- [Try it]: All entries shown below should be duplicated character for character.

- [Provided records]:
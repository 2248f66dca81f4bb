pub mod openai;

use std::{ops::Deref, sync::Arc};

use async_trait::async_trait;

use crate::base::{
    config::Config,
    types::{ClassificationContext, Res, SummaryContext},
};

// Traits.

/// Generic LLM client trait that clients must implement.
///
/// This trait defines the core functionality for interacting with large language models.
/// Implementing this trait allows different LLM providers to be used for routing.
/// Implementations make exactly one request per call; callers own timeouts and fallbacks.
#[async_trait]
pub trait GenericLlmClient: Send + Sync + 'static {
    /// Ask the model to classify a ticket.
    ///
    /// Returns the raw text of the model's answer, which should be a JSON object with
    /// `department`, `priority`, `category` and `confidence`.
    async fn get_classification_response(&self, context: &ClassificationContext) -> Res<String>;

    /// Ask the model for a short plain-text summary.
    async fn get_summary_response(&self, context: &SummaryContext) -> Res<String>;
}

// Structs.

/// LLM client for the application.
///
/// This is trivially cloneable and can be passed around without the need for `Arc` or `Mutex`.
#[derive(Clone)]
pub struct LlmClient {
    inner: Arc<dyn GenericLlmClient>,
}

impl Deref for LlmClient {
    type Target = dyn GenericLlmClient;

    fn deref(&self) -> &Self::Target {
        &*self.inner
    }
}

impl LlmClient {
    pub fn new(inner: Arc<dyn GenericLlmClient>) -> Self {
        Self { inner }
    }

    /// Build the configured LLM client, or `None` when no credential is set.
    pub fn from_config(config: &Config) -> Option<Self> {
        let api_key = config.openai_api_key()?;

        Some(Self::openai(api_key, config))
    }
}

- [Result of this exercise]:
repository 2248f66dca81f4bb
pub mod openai;

use std::{ops::Deref, sync::Arc};

use async_trait::async_trait;

use crate::base::{
    config::Config,
    types::{ClassificationContext, Res, SummaryContext},
};

// Traits.

/// Generic LLM client trait that clients must implement.
///
/// This trait defines the core functionality for interacting with large language models.
/// Implementing this trait allows different LLM providers to be used for routing.
/// Implementations make exactly one request per call; callers own timeouts and fallbacks.
#[async_trait]
pub trait GenericLlmClient: Send + Sync + 'static {
    /// Ask the model to classify a ticket.
    ///
    /// Returns the raw text of the model's answer, which should be a JSON object with
    /// `department`, `priority`, `category` and `confidence`.
    async fn get_classification_response(&self, context: &ClassificationContext) -> Res<String>;

    /// Ask the model for a short plain-text summary.
    async fn get_summary_response(&self, context: &SummaryContext) -> Res<String>;
}

// Structs.

/// LLM client for the application.
///
/// This is trivially cloneable and can be passed around without the need for `Arc` or `Mutex`.
#[derive(Clone)]
pub struct LlmClient {
    inner: Arc<dyn GenericLlmClient>,
}

impl Deref for LlmClient {
    type Target = dyn GenericLlmClient;

    fn deref(&self) -> &Self::Target {
        &*self.inner
    }
}

impl LlmClient {
    pub fn new(inner: Arc<dyn GenericLlmClient>) -> Self {
        Self { inner }
    }

    /// Build the configured LLM client, or `None` when no credential is set.
    pub fn from_config(config: &Config) -> Option<Self> {
        let api_key = config.openai_api_key()?;

        Some(Self::openai(api_key, config))
    }
}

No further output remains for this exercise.